Abordei em crônicas anteriores me aprofundando até onde
pude nesse assunto. Respondo à pergunta que fiz na manchete: a técnica foi
parar na conta corrente de muitos que a representavam em campo. A leitura desta
foto que utilizo é uma ideia de um dos aspectos desse processo corrosivo que me
referi. Identifico que o futebol não
está mais na cabeça e no coração da grande maioria dos que o praticam e o
dirigem. Exemplificando: o comportamento do jogador hoje, a direção de uma
equipe e os valores do mundo que os cercam influíram e influem drasticamente nos
profissionais de futebol.
Antes que me acusem de ser anti-empresário porque acho
que boa parte dos problemas estão neles. Primeiro nego que seja. Em toda
atividade hoje em dia existe a presença dos empresários. Ocorre que em alguns
casos eles são positivos. Mas, na maioria, negativos. Amplificam suas
participações e interveem de forma nociva na formação de jogadores, como nunca
aconteceu na história desse esporte.

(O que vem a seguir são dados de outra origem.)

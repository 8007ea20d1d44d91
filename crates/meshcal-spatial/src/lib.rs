//! `meshcal-spatial` – geometry kernel and canonical frame.
//!
//! Pure, stateless functions that relate floor-plan pixels, tracking-session
//! coordinates and the shared canonical frame.
//!
//! # Modules
//!
//! - [`transform`] – [`RigidTransform`][transform::RigidTransform] and the
//!   two-point alignment that recovers a rotation about the vertical axis,
//!   a translation and an optional uniform scale from two correspondences.
//! - [`barycentric`] – 2-D barycentric weights and their lift onto three
//!   measured 3-D points; survey fill-point generation.
//! - [`planar`] – floor-plan predicates used to validate triangle meshes
//!   (collinearity, point-in-triangle, segment crossing, interior overlap).
//! - [`canonical`] – [`CanonicalFrame`][canonical::CanonicalFrame]: the
//!   plan-centred metric frame every session is projected into.

pub mod barycentric;
pub mod canonical;
pub mod planar;
pub mod transform;

pub use barycentric::{barycentric_2d, lift_barycentric};
pub use canonical::{CanonicalFrame, Correspondence};
pub use transform::{RigidTransform, ScaleMode, align_two_points, apply_rigid_transform, rigid_align_2point};
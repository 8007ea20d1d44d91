//! Mesh crawl: proposing the far vertices of a calibrated triangle's
//! neighbours.
//!
//! A neighbour shares exactly one edge with the calibrated triangle; its far
//! vertex is the one it does not share. Each eligible far vertex gets at most
//! one proposal per session, so running the crawl twice over the same
//! triangle proposes nothing new.

use std::collections::{HashMap, HashSet};

use meshcal_memory::FloorPlanStore;
use meshcal_types::{CalibError, LandmarkId, Point2, Proposal, Triangle, Vec3};
use tracing::{debug, info};

use crate::estimate::{Anchor, CRAWL_VERIFICATION_THRESHOLD_M, Estimator, Fallback};

/// Landmarks the crawl must leave alone.
#[derive(Debug, Clone, Copy)]
pub struct CrawlExclusions<'a> {
    /// Measured in the current session.
    pub measured: &'a HashMap<LandmarkId, Vec3>,
    /// Adjusted by the user this session.
    pub adjusted: &'a HashSet<LandmarkId>,
    /// Already carrying an outstanding proposal.
    pub proposed: &'a HashMap<LandmarkId, Proposal>,
}

impl CrawlExclusions<'_> {
    fn excludes(&self, landmark: LandmarkId) -> bool {
        self.measured.contains_key(&landmark)
            || self.adjusted.contains(&landmark)
            || self.proposed.contains_key(&landmark)
    }
}

/// Estimate every eligible far vertex around `calibrated`.
///
/// All three vertices of `calibrated` must be measured in the current
/// session.
pub fn propose_for_neighbors<S: FloorPlanStore + ?Sized>(
    store: &S,
    calibrated: &Triangle,
    estimator: &Estimator<'_>,
    exclusions: CrawlExclusions<'_>,
) -> Result<Vec<Proposal>, CalibError> {
    let vertices = calibrated.vertices();
    let mut plan = [Point2::default(); 3];
    let mut session = [Vec3::default(); 3];
    let mut anchors = Vec::with_capacity(3);
    for (i, id) in vertices.iter().enumerate() {
        let landmark = store.landmark(*id).ok_or(CalibError::LandmarkNotFound(*id))?;
        let current = *exclusions
            .measured
            .get(id)
            .ok_or(CalibError::InsufficientCorrespondences { needed: 3, found: i })?;
        plan[i] = landmark.map_position();
        session[i] = current;
        anchors.push(Anchor { landmark, current });
    }

    let mut proposals: Vec<Proposal> = Vec::new();
    for neighbor in store.find_adjacent(calibrated.id)? {
        let Some(far) = calibrated.far_vertex_of(&neighbor) else {
            continue;
        };
        if exclusions.excludes(far) || proposals.iter().any(|p| p.landmark == far) {
            debug!(landmark = %far, "far vertex already resolved");
            continue;
        }
        let Some(target) = store.landmark(far) else {
            continue;
        };

        let fallback = Fallback::Barycentric { plan, session };
        if let Some(proposal) = estimator.estimate(&target, &anchors, fallback, CRAWL_VERIFICATION_THRESHOLD_M) {
            info!(
                landmark = %far,
                neighbor = %neighbor.id,
                source = ?proposal.source,
                "proposal computed"
            );
            proposals.push(proposal);
        }
    }
    Ok(proposals)
}

#[cfg(test)]
mod tests {
    use super::*;
    use meshcal_memory::InMemoryStore;
    use meshcal_types::{ProposalSource, SessionId};

    #[test]
    fn crawl_is_idempotent() {
        let mut store = InMemoryStore::new();
        let a = store.add_landmark(Point2::new(0.0, 0.0));
        let b = store.add_landmark(Point2::new(100.0, 0.0));
        let c = store.add_landmark(Point2::new(0.0, 100.0));
        let d = store.add_landmark(Point2::new(100.0, 100.0));
        let t1 = store.create_triangle([a, b, c]).unwrap();
        store.create_triangle([b, c, d]).unwrap();

        let mut measured = HashMap::new();
        measured.insert(a, Vec3::new(0.0, -1.0, 0.0));
        measured.insert(b, Vec3::new(1.0, -1.0, 0.0));
        measured.insert(c, Vec3::new(0.0, -1.0, 1.0));
        let adjusted = HashSet::new();
        let mut proposed = HashMap::new();

        let session = SessionId::new();
        let estimator = Estimator::new(session, None);
        let tri = store.triangle(t1).unwrap();

        let first = propose_for_neighbors(
            &store,
            &tri,
            &estimator,
            CrawlExclusions { measured: &measured, adjusted: &adjusted, proposed: &proposed },
        )
        .unwrap();
        assert_eq!(first.len(), 1);
        assert_eq!(first[0].landmark, d);
        assert_eq!(first[0].source, ProposalSource::Barycentric);
        assert!(first[0].position.distance(Vec3::new(1.0, -1.0, 1.0)) < 1e-5);

        for p in first {
            proposed.insert(p.landmark, p);
        }
        let second = propose_for_neighbors(
            &store,
            &tri,
            &estimator,
            CrawlExclusions { measured: &measured, adjusted: &adjusted, proposed: &proposed },
        )
        .unwrap();
        assert!(second.is_empty());
    }

    #[test]
    fn adjusted_far_vertex_is_skipped() {
        let mut store = InMemoryStore::new();
        let a = store.add_landmark(Point2::new(0.0, 0.0));
        let b = store.add_landmark(Point2::new(100.0, 0.0));
        let c = store.add_landmark(Point2::new(0.0, 100.0));
        let d = store.add_landmark(Point2::new(100.0, 100.0));
        let t1 = store.create_triangle([a, b, c]).unwrap();
        store.create_triangle([b, c, d]).unwrap();

        let measured: HashMap<_, _> = [
            (a, Vec3::new(0.0, 0.0, 0.0)),
            (b, Vec3::new(1.0, 0.0, 0.0)),
            (c, Vec3::new(0.0, 0.0, 1.0)),
        ]
        .into_iter()
        .collect();
        let adjusted: HashSet<_> = [d].into_iter().collect();
        let proposed = HashMap::new();

        let out = propose_for_neighbors(
            &store,
            &store.triangle(t1).unwrap(),
            &Estimator::new(SessionId::new(), None),
            CrawlExclusions { measured: &measured, adjusted: &adjusted, proposed: &proposed },
        )
        .unwrap();
        assert!(out.is_empty());
    }

    #[test]
    fn unmeasured_triangle_cannot_crawl() {
        let mut store = InMemoryStore::new();
        let a = store.add_landmark(Point2::new(0.0, 0.0));
        let b = store.add_landmark(Point2::new(100.0, 0.0));
        let c = store.add_landmark(Point2::new(0.0, 100.0));
        let t1 = store.create_triangle([a, b, c]).unwrap();

        let measured = HashMap::new();
        let (adjusted, proposed) = (HashSet::new(), HashMap::new());
        let err = propose_for_neighbors(
            &store,
            &store.triangle(t1).unwrap(),
            &Estimator::new(SessionId::new(), None),
            CrawlExclusions { measured: &measured, adjusted: &adjusted, proposed: &proposed },
        )
        .unwrap_err();
        assert!(matches!(err, CalibError::InsufficientCorrespondences { needed: 3, found: 0 }));
    }
}
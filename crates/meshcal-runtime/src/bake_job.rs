//! Retrospective bake-down as a cancellable background job.
//!
//! The job snapshots every landmark, plans the bake off-thread (see
//! [`plan_bake`]) and then commits the results under one store lock.
//! Landmarks written by the engine after the snapshot are left alone: their
//! revision no longer matches and the commit skips them.
//!
//! ```text
//!   snapshot ──▶ spawn_blocking(plan_bake) ──▶ lock ──▶ set_baked(rev) ×N
//!                     ▲ polls cancel flag          single writer
//! ```

use std::sync::Arc;
use std::sync::atomic::{AtomicBool, Ordering};

use meshcal_memory::bake::{BakePlan, plan_bake};
use meshcal_memory::{FloorPlanStore, SharedStore, StoreError};
use meshcal_spatial::CanonicalFrame;
use meshcal_types::{LandmarkId, SessionId};
use serde::Serialize;
use thiserror::Error;
use tokio::task::JoinHandle;
use tracing::{debug, info, warn};

#[derive(Error, Debug)]
pub enum BakeJobError {
    #[error("Bake cancelled")]
    Cancelled,

    #[error("Bake worker failed: {0}")]
    Worker(#[from] tokio::task::JoinError),

    #[error("Bake commit failed: {0}")]
    Store(#[from] StoreError),
}

/// Outcome of a committed bake.
#[derive(Debug, Clone, Default, PartialEq, Serialize)]
pub struct BakeReport {
    pub committed: Vec<LandmarkId>,
    /// Changed or removed since the snapshot; left untouched.
    pub stale: Vec<LandmarkId>,
    pub sessions_used: Vec<SessionId>,
    pub sessions_skipped: Vec<SessionId>,
}

/// A retrospective bake over a shared store.
pub struct BakeJob<S> {
    store: SharedStore<S>,
    frame: CanonicalFrame,
    cancel: Arc<AtomicBool>,
}

impl<S> BakeJob<S>
where
    S: FloorPlanStore + Send + 'static,
{
    pub fn new(store: SharedStore<S>, frame: CanonicalFrame) -> Self {
        Self {
            store,
            frame,
            cancel: Arc::new(AtomicBool::new(false)),
        }
    }

    /// Share an existing cancellation flag, e.g. one raised by a signal
    /// handler.
    pub fn with_cancel_flag(mut self, cancel: Arc<AtomicBool>) -> Self {
        self.cancel = cancel;
        self
    }

    /// Run on the blocking pool. Must be called inside a Tokio runtime.
    pub fn spawn(self) -> BakeHandle {
        let cancel = Arc::clone(&self.cancel);
        let task = tokio::task::spawn_blocking(move || self.run());
        BakeHandle { cancel, task }
    }

    /// Plan and commit on the current thread.
    pub fn run(&self) -> Result<BakeReport, BakeJobError> {
        let snapshot = self.store.lock().landmarks();
        debug!(landmarks = snapshot.len(), "bake snapshot taken");

        let cancel = Arc::clone(&self.cancel);
        let plan = plan_bake(&snapshot, &self.frame, move || cancel.load(Ordering::SeqCst))
            .ok_or(BakeJobError::Cancelled)?;

        if self.cancel.load(Ordering::SeqCst) {
            info!("bake cancelled before commit");
            return Err(BakeJobError::Cancelled);
        }

        let mut guard = self.store.lock();
        commit(&mut *guard, &plan)
    }
}

/// Apply a plan, skipping landmarks whose revision moved since it was
/// computed.
pub fn commit<S: FloorPlanStore + ?Sized>(store: &mut S, plan: &BakePlan) -> Result<BakeReport, BakeJobError> {
    let mut report = BakeReport {
        sessions_used: plan.sessions_used.clone(),
        sessions_skipped: plan.sessions_skipped.iter().map(|s| s.session).collect(),
        ..BakeReport::default()
    };

    for result in &plan.results {
        match store.set_baked(result.landmark, result.baked, Some(result.base_revision)) {
            Ok(()) => report.committed.push(result.landmark),
            Err(StoreError::StaleRevision { landmark, expected, found }) => {
                debug!(landmark = %landmark, expected, found, "stale bake result skipped");
                report.stale.push(landmark);
            }
            Err(StoreError::LandmarkNotFound(landmark)) => {
                debug!(landmark = %landmark, "landmark removed since snapshot");
                report.stale.push(landmark);
            }
            Err(e) => return Err(e.into()),
        }
    }

    if !report.stale.is_empty() {
        warn!(stale = report.stale.len(), "some bake results were stale");
    }
    info!(
        committed = report.committed.len(),
        sessions_used = report.sessions_used.len(),
        "bake committed"
    );
    Ok(report)
}

/// Handle to a spawned [`BakeJob`].
pub struct BakeHandle {
    cancel: Arc<AtomicBool>,
    task: JoinHandle<Result<BakeReport, BakeJobError>>,
}

impl BakeHandle {
    /// Ask the job to stop. Planning stops at the next session boundary;
    /// a commit already in progress completes.
    pub fn cancel(&self) {
        self.cancel.store(true, Ordering::SeqCst);
    }

    pub async fn join(self) -> Result<BakeReport, BakeJobError> {
        self.task.await?
    }
}

#[cfg(test)]
mod tests {
    use super::*;
    use meshcal_memory::InMemoryStore;
    use meshcal_spatial::RigidTransform;
    use meshcal_types::{Point2, PositionRecord, SourceKind, Vec3};

    fn frame() -> CanonicalFrame {
        CanonicalFrame::from_map_size(1000.0, 1000.0, 100.0, -1.1).unwrap()
    }

    /// Three landmarks measured in one session displaced by a rigid motion.
    fn surveyed_store() -> (SharedStore<InMemoryStore>, Vec<(LandmarkId, Point2)>) {
        let f = frame();
        let motion = RigidTransform::new(0.7, Vec3::new(2.0, 0.3, -1.0));
        let session = SessionId::new();
        let mut store = InMemoryStore::new();
        let mut placed = Vec::new();
        for plan in [Point2::new(400.0, 400.0), Point2::new(700.0, 400.0), Point2::new(400.0, 700.0)] {
            let id = store.add_landmark(plan);
            let pos = motion.apply(f.map_to_canonical(plan));
            store
                .append_record(id, PositionRecord::new(pos, session, SourceKind::InitialPlacement, 0.95))
                .unwrap();
            placed.push((id, plan));
        }
        (SharedStore::new(store), placed)
    }

    #[tokio::test]
    async fn bake_job_commits_canonical_estimates() -> Result<(), Box<dyn std::error::Error>> {
        let (store, placed) = surveyed_store();
        let report = BakeJob::new(store.clone(), frame()).spawn().join().await?;

        assert_eq!(report.committed.len(), 3);
        assert!(report.stale.is_empty());
        assert_eq!(report.sessions_used.len(), 1);

        let f = frame();
        for (id, plan) in placed {
            let baked = store.lock().landmark(id).and_then(|lm| lm.baked).ok_or("not baked")?;
            assert!(baked.position.distance(f.map_to_canonical(plan)) < 1e-3);
            assert_eq!(baked.sample_count, 1);
        }
        Ok(())
    }

    #[tokio::test]
    async fn raised_flag_cancels_before_commit() {
        let (store, placed) = surveyed_store();
        let flag = Arc::new(AtomicBool::new(true));
        let result = BakeJob::new(store.clone(), frame())
            .with_cancel_flag(flag)
            .spawn()
            .join()
            .await;

        assert!(matches!(result, Err(BakeJobError::Cancelled)));
        assert!(store.lock().landmark(placed[0].0).unwrap().baked.is_none());
    }

    #[test]
    fn landmarks_written_after_snapshot_are_skipped() {
        let (store, placed) = surveyed_store();
        let snapshot = store.lock().landmarks();
        let plan = plan_bake(&snapshot, &frame(), || false).unwrap();

        // The engine records a new placement while the plan was computed.
        let late = PositionRecord::new(Vec3::zero(), SessionId::new(), SourceKind::Relocalized, 0.9);
        store.lock().append_record(placed[1].0, late).unwrap();

        let report = commit(&mut *store.lock(), &plan).unwrap();
        assert_eq!(report.stale, vec![placed[1].0]);
        assert_eq!(report.committed.len(), 2);
        assert!(store.lock().landmark(placed[1].0).unwrap().baked.is_none());
    }
}
#[cfg(test)]
mod tests {
    use super::*;
    use meshcal_types::{SessionId, SourceKind, Vec3};

    fn square() -> (InMemoryStore, [LandmarkId; 4]) {
        let mut s = InMemoryStore::new();
        let ids = [
            s.add_landmark(Point2::new(0.0, 0.0)),
            s.add_landmark(Point2::new(100.0, 0.0)),
            s.add_landmark(Point2::new(0.0, 100.0)),
            s.add_landmark(Point2::new(100.0, 100.0)),
        ];
        (s, ids)
    }

    // ── triangle validation ─────────────────────────────────────────────────

    #[test]
    fn edge_sharing_triangles_accepted() {
        let (mut s, [a, b, c, d]) = square();
        let t1 = s.create_triangle([a, b, c]).unwrap();
        let t2 = s.create_triangle([b, c, d]).unwrap();

        let adj = s.find_adjacent(t1).unwrap();
        assert_eq!(adj.len(), 1);
        assert_eq!(adj[0].id, t2);
        assert_eq!(s.landmark(b).unwrap().triangle_memberships, vec![t1, t2]);
    }

    #[test]
    fn duplicate_triangle_rejected() {
        let (mut s, [a, b, c, _]) = square();
        s.create_triangle([a, b, c]).unwrap();
        let err = s.create_triangle([c, a, b]).unwrap_err();
        assert!(matches!(err, StoreError::InvalidTriangle(msg) if msg.contains("duplicates")));
    }

    #[test]
    fn overlapping_triangle_rejected() {
        let (mut s, [a, b, c, d]) = square();
        s.create_triangle([a, b, c]).unwrap();
        // Shares only `b`, and `e` sits inside a-b-c.
        let e = s.add_landmark(Point2::new(20.0, 20.0));
        let err = s.create_triangle([e, d, b]).unwrap_err();
        assert!(matches!(err, StoreError::InvalidTriangle(msg) if msg.contains("overlaps")));
        assert_eq!(s.triangles_containing(c).len(), 1);
    }

    #[test]
    fn collinear_and_repeated_vertices_rejected() {
        let (mut s, [a, b, ..]) = square();
        let m = s.add_landmark(Point2::new(50.0, 0.0));
        assert!(s.create_triangle([a, m, b]).is_err());
        assert!(s.create_triangle([a, a, b]).is_err());
        assert!(matches!(
            s.create_triangle([a, b, LandmarkId::new()]),
            Err(StoreError::LandmarkNotFound(_))
        ));
    }

    #[test]
    fn landmark_in_use_cannot_be_removed() {
        let (mut s, [a, b, c, _]) = square();
        let t = s.create_triangle([a, b, c]).unwrap();
        assert_eq!(
            s.remove_landmark(a).unwrap_err(),
            StoreError::LandmarkInUse { landmark: a, triangles: 1 }
        );
        s.remove_triangle(t).unwrap();
        assert!(s.landmark(b).unwrap().triangle_memberships.is_empty());
        assert!(s.remove_landmark(a).is_ok());
    }

    // ── calibration bookkeeping ─────────────────────────────────────────────

    #[test]
    fn marker_assigned_across_shared_edge() {
        let (mut s, [a, b, c, d]) = square();
        let t1 = s.create_triangle([a, b, c]).unwrap();
        let t2 = s.create_triangle([b, c, d]).unwrap();
        let m = MarkerId::new();

        assert_eq!(s.assign_marker(b, m), 2);
        assert_eq!(s.triangle(t1).unwrap().marker_for(b), Some(m));
        assert_eq!(s.triangle(t2).unwrap().marker_for(b), Some(m));
    }

    #[test]
    fn stale_bake_refused() {
        let (mut s, [a, ..]) = square();
        let baked = BakedPosition {
            position: Vec3::zero(),
            confidence: 1.0,
            sample_count: 1,
        };
        s.append_record(
            a,
            PositionRecord::new(Vec3::zero(), SessionId::new(), SourceKind::InitialPlacement, 0.95),
        )
        .unwrap();

        let err = s.set_baked(a, baked, Some(0)).unwrap_err();
        assert_eq!(err, StoreError::StaleRevision { landmark: a, expected: 0, found: 1 });
        s.set_baked(a, baked, Some(1)).unwrap();
        assert_eq!(s.landmark(a).unwrap().revision, 2);
    }

    #[test]
    fn set_calibrated_clamps_quality() {
        let (mut s, [a, b, c, _]) = square();
        let t = s.create_triangle([a, b, c]).unwrap();
        s.set_calibrated(t, 1.7).unwrap();
        let tri = s.triangle(t).unwrap();
        assert!(tri.is_calibrated);
        assert_eq!(tri.quality, 1.0);
        assert!(tri.last_calibrated_at.is_some());
    }

    // ── snapshot / sharing ──────────────────────────────────────────────────

    #[test]
    fn snapshot_round_trip_restores_memberships() {
        let (mut s, [a, b, c, _]) = square();
        let t = s.create_triangle([a, b, c]).unwrap();

        let json = serde_json::to_string(&s.snapshot()).unwrap();
        let restored = InMemoryStore::from_snapshot(serde_json::from_str(&json).unwrap());

        assert_eq!(restored.triangles().len(), 1);
        assert_eq!(restored.landmark(a).unwrap().triangle_memberships, vec![t]);
        assert_eq!(restored.landmarks().len(), 4);
    }

    #[test]
    fn shared_store_clones_see_same_data() {
        let mut shared = SharedStore::new(InMemoryStore::new());
        let other = shared.clone();
        let id = shared.add_landmark(Point2::new(1.0, 2.0));
        assert!(other.landmark(id).is_some());
    }

    #[test]
    fn store_error_converts_to_calib_error() {
        let id = TriangleId::new();
        let err: CalibError = StoreError::TriangleNotFound(id).into();
        assert_eq!(err, CalibError::TriangleNotFound(id));
    }
}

São garotos de 12, 13 anos assinando contratos
com empresários que visam naturalmente o lucro e não o jogador. Que não sabem
ensinar, mas só pensam em valorizar. Que destacam nas mídias um valor que
muitos deles não têm. E por eles passam despercebidas várias estrelas que se
apagam por não terem quem as reconheça e as lapide. Tem de haver regras. Tem de
haver limites. E não há.
Maradona, um dia, disse que “A bola e o gueto tinham uma relação direta”.
Fantástico! Exatamente! Quantos craques surgiram no mundo oriundos de
condomínios de elite? Na várzea, no campinho, na areia, lá estava a garotada
batendo sua bola com alegria e amor. Nutriam um sonho de ser um Pelé ou outros
astros, como também nutrem os de hoje. Mas, o lado financeiro, a invasão de
preparadores físicos, muitos além de suas áreas profissionais, empresas influindo
em demasia no futebol do clube, tornam fato o futebol, de negócios. Os espaços
que citei onde se desenvolviam as estrelas, ainda em gestação, vão se resumindo
às tentações da globalização. Ficam reféns de dirigentes empresários,
ex-jogadores empresários, preparadores físicos com inovações científicas e
apetite pela direção técnica do elenco. Excelentes fisicamente, mas sem talento
para tocar numa bola. E a qualidade vai se desintegrando.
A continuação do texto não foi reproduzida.